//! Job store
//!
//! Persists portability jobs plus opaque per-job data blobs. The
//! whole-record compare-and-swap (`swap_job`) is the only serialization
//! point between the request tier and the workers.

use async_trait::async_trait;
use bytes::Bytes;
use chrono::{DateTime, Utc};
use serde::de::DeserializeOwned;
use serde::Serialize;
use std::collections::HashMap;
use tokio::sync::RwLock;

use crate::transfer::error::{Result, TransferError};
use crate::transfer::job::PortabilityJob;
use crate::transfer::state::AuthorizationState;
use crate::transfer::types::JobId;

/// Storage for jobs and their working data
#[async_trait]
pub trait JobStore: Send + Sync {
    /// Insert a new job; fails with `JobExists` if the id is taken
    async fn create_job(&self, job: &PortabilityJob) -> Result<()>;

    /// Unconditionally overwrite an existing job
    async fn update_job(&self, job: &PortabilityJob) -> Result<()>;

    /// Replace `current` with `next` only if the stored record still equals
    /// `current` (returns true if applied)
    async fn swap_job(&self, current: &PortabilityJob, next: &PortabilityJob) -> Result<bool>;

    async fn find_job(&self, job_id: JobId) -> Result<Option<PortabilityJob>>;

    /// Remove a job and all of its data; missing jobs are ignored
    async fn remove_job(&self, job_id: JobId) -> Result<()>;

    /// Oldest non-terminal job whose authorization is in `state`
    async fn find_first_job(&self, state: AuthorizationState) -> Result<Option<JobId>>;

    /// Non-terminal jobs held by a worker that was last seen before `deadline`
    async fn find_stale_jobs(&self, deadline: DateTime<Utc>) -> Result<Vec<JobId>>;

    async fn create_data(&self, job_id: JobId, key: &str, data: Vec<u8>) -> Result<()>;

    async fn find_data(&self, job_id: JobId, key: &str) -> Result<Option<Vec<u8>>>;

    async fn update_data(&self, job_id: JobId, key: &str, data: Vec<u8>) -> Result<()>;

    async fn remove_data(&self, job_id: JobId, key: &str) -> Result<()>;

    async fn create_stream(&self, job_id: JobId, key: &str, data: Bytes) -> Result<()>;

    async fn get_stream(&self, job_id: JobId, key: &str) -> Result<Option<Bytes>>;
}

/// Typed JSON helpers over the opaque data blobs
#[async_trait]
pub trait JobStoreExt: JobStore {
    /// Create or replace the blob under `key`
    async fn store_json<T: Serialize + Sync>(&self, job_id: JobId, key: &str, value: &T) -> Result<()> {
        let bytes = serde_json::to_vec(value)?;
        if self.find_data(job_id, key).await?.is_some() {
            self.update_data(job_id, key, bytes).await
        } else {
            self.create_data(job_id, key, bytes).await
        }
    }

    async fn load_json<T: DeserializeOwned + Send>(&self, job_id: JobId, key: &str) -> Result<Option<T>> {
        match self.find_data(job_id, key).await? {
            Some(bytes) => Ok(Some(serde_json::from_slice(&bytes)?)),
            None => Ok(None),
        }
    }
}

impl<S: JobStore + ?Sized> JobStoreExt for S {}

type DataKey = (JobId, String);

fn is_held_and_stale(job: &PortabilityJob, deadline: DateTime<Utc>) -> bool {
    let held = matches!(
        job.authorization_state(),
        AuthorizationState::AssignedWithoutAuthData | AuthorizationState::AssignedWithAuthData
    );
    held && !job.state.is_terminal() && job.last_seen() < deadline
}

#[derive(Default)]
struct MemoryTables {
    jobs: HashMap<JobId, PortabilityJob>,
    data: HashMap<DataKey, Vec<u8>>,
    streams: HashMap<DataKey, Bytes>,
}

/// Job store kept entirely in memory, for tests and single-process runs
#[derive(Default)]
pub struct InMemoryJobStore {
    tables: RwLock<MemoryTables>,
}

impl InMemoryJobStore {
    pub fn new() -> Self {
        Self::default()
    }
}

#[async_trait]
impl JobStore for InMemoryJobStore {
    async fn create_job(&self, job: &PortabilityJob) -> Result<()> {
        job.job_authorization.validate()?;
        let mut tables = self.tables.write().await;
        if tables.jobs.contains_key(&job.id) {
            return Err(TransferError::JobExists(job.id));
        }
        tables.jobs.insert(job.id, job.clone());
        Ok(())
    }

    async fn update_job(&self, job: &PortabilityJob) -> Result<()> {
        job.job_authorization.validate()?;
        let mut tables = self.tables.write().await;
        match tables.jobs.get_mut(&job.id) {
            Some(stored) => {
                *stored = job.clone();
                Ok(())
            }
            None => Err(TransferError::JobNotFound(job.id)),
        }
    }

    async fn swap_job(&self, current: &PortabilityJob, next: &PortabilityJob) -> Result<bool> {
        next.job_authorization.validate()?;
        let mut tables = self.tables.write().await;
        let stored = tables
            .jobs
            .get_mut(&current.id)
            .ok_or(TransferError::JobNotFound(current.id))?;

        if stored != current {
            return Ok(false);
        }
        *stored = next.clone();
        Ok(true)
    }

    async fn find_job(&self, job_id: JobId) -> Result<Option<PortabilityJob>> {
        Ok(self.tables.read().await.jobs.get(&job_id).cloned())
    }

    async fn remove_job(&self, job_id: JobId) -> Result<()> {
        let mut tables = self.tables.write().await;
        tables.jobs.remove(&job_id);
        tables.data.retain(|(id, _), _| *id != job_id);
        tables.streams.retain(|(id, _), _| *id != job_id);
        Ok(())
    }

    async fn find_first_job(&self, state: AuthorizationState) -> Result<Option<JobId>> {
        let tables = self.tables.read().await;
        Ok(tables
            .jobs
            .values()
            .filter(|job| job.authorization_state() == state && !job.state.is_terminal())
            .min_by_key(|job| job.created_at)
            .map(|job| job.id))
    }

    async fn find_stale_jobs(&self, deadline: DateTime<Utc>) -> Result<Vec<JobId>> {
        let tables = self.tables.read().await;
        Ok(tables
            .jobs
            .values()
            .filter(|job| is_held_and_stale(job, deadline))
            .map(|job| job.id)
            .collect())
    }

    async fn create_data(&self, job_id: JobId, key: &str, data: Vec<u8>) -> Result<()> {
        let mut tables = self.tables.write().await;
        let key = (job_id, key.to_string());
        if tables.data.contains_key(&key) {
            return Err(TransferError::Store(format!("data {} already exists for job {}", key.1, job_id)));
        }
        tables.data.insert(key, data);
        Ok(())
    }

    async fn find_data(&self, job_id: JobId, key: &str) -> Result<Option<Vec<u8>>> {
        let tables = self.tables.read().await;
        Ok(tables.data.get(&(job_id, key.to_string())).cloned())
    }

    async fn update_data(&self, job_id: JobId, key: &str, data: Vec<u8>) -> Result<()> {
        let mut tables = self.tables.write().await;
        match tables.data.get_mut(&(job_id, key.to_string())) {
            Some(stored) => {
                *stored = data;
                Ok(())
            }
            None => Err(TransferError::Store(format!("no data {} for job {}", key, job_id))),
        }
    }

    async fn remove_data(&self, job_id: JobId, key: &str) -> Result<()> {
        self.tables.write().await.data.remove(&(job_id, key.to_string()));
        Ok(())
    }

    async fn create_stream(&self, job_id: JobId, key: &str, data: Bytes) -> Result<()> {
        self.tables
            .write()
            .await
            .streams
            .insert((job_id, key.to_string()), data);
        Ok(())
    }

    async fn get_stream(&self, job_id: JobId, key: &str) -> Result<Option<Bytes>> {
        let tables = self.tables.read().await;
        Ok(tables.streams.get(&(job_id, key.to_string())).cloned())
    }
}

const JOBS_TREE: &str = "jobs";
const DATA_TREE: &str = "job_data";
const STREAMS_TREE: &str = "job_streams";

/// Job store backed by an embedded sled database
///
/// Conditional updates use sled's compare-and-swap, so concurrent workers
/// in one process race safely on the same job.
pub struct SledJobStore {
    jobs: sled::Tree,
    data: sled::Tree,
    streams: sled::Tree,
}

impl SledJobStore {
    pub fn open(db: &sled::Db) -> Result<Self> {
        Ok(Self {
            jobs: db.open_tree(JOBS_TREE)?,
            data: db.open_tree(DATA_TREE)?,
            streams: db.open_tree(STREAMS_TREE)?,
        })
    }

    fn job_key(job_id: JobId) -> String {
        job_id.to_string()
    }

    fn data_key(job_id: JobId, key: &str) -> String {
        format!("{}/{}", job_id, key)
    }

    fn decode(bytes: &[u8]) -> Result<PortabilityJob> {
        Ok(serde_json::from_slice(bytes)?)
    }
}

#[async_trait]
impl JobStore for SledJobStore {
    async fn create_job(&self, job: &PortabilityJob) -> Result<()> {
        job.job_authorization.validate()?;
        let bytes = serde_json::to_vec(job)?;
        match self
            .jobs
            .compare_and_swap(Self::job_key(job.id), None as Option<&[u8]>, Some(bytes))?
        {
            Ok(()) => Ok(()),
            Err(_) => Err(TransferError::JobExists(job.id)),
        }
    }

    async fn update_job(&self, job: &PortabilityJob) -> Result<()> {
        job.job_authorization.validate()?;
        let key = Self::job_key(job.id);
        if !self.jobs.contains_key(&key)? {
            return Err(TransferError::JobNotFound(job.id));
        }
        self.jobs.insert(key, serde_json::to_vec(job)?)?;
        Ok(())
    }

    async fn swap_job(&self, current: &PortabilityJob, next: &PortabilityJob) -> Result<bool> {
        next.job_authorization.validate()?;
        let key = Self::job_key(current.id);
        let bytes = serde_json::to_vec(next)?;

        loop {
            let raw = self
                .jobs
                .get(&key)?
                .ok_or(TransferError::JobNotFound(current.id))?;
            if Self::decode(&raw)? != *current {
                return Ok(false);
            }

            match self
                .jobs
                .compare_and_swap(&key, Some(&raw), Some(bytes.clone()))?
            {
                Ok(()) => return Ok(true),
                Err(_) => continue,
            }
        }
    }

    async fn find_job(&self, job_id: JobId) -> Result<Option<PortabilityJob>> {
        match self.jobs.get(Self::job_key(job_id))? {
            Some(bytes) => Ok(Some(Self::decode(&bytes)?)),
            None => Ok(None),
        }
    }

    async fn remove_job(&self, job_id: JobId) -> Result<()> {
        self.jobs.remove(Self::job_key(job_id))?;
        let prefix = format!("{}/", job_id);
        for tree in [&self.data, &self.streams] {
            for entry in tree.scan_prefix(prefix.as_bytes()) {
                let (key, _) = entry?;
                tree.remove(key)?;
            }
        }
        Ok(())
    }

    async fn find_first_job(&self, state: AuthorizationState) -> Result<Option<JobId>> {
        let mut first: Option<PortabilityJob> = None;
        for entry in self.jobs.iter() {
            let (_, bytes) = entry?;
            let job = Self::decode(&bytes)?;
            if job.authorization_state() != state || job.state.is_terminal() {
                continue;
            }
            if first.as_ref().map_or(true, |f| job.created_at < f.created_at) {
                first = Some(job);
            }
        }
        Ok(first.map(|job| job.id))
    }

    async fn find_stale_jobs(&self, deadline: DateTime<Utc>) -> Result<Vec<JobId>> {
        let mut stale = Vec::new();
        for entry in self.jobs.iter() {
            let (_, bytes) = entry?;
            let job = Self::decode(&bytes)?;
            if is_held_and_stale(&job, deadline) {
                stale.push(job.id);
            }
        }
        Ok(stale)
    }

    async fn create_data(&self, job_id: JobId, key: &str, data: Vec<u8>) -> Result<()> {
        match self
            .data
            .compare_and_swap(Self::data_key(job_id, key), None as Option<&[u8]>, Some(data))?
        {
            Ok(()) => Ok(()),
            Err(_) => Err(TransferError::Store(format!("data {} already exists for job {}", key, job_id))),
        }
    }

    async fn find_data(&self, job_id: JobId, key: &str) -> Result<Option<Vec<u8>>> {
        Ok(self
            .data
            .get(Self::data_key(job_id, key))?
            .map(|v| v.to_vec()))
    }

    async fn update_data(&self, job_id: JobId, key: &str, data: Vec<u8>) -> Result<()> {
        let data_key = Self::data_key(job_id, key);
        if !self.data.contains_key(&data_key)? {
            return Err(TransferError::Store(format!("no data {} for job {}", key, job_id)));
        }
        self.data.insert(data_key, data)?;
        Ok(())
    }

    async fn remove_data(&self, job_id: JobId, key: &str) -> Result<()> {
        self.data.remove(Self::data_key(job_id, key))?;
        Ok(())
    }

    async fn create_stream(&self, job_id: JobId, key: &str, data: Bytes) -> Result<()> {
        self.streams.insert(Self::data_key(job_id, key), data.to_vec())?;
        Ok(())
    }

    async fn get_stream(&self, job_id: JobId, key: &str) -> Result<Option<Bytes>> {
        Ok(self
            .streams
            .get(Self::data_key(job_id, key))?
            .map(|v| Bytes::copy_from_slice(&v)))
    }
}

* Action item: If a line in the records includes the string "DateTime", copy it.

* Output for this task:
use chrono::{DateTime, Utc};
    async fn find_stale_jobs(&self, deadline: DateTime<Utc>) -> Result<Vec<JobId>>;
fn is_held_and_stale(job: &PortabilityJob, deadline: DateTime<Utc>) -> bool {
    async fn find_stale_jobs(&self, deadline: DateTime<Utc>) -> Result<Vec<JobId>> {
    async fn find_stale_jobs(&self, deadline: DateTime<Utc>) -> Result<Vec<JobId>> {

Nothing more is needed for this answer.